ABOUT THIS EXERCISE - Reproduce precisely the lines between the start of the data below and the line with "the caller's snapshot", both included.

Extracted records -
+ + + + +

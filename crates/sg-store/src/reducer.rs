//! Command dispatch.
//!
//! [`SiteState::apply`] is the single entry point callers drive: it takes the
//! current snapshot by reference, applies one command, and yields the next
//! snapshot. Validation happens before any mutation, and the receiver is
//! never touched, so a rejected command leaves the caller's snapshot
//! byte-for-byte unchanged. There is no rollback because there is nothing
//! to roll back.

use crate::command::SiteCommand;
use crate::error::SiteError;
use crate::state::SiteState;

impl SiteState {
    /// Apply a command, yielding the next snapshot.
    ///
    /// Structural commands restore referential symmetry (both sides of every
    /// parent/child edit) before returning. Routing recomputation is *not*
    /// triggered here: the caller passes the committed snapshot to the
    /// routing resolver and dispatches the resulting delta as a separate
    /// `UpdateSiteRouting` command (the explicit two-phase contract).
    ///
    /// # Errors
    ///
    /// `InvalidMove` when a move would create a cycle or target the node
    /// itself; `DuplicateSlug` is never produced here (sibling slug
    /// uniqueness is a caller-side check).
    pub fn apply(&self, command: SiteCommand) -> Result<Self, SiteError> {
        tracing::debug!(command = command.name(), "apply command");

        let mut next = self.clone();
        match command {
            SiteCommand::AddPage { page_id, page } => next.add_page(&page_id, page.into()),
            SiteCommand::UpdatePage {
                page_id,
                slug,
                meta,
            } => next.update_page(&page_id, slug, meta),
            SiteCommand::DeletePage { page_id } => next.delete_page(&page_id),
            SiteCommand::MovePage {
                page_id,
                parent_page_id,
            } => next.move_page(&page_id, parent_page_id.as_ref())?,
            SiteCommand::RegisterPageField { page_id, field } => {
                next.register_field(&page_id, &field);
            }
            SiteCommand::UpdatePageField {
                page_id,
                field_details,
            } => next.update_field(&page_id, &field_details),
            SiteCommand::DeletePageField { page_id, field } => {
                next.delete_field(&page_id, &field);
            }
            SiteCommand::UnregisterPageField { page_id, field } => {
                next.unregister_field(&page_id, &field);
            }
            SiteCommand::UpdateSiteMeta { meta } => next.set_site_metadata(meta),
            SiteCommand::UpdateSiteRouting { dynamic_paths } => {
                next.routing_mut().apply_delta(&dynamic_paths);
            }
            SiteCommand::DiscardSiteChanges => next = Self::default(),
        }

        Ok(next)
    }
}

+ + + + +

ANSWER -
filename crates/sg-store/src/reducer.rs
//! Command dispatch.
//!
//! [`SiteState::apply`] is the single entry point callers drive: it takes the
//! current snapshot by reference, applies one command, and yields the next
//! snapshot. Validation happens before any mutation, and the receiver is
//! never touched, so a rejected command leaves the caller's snapshot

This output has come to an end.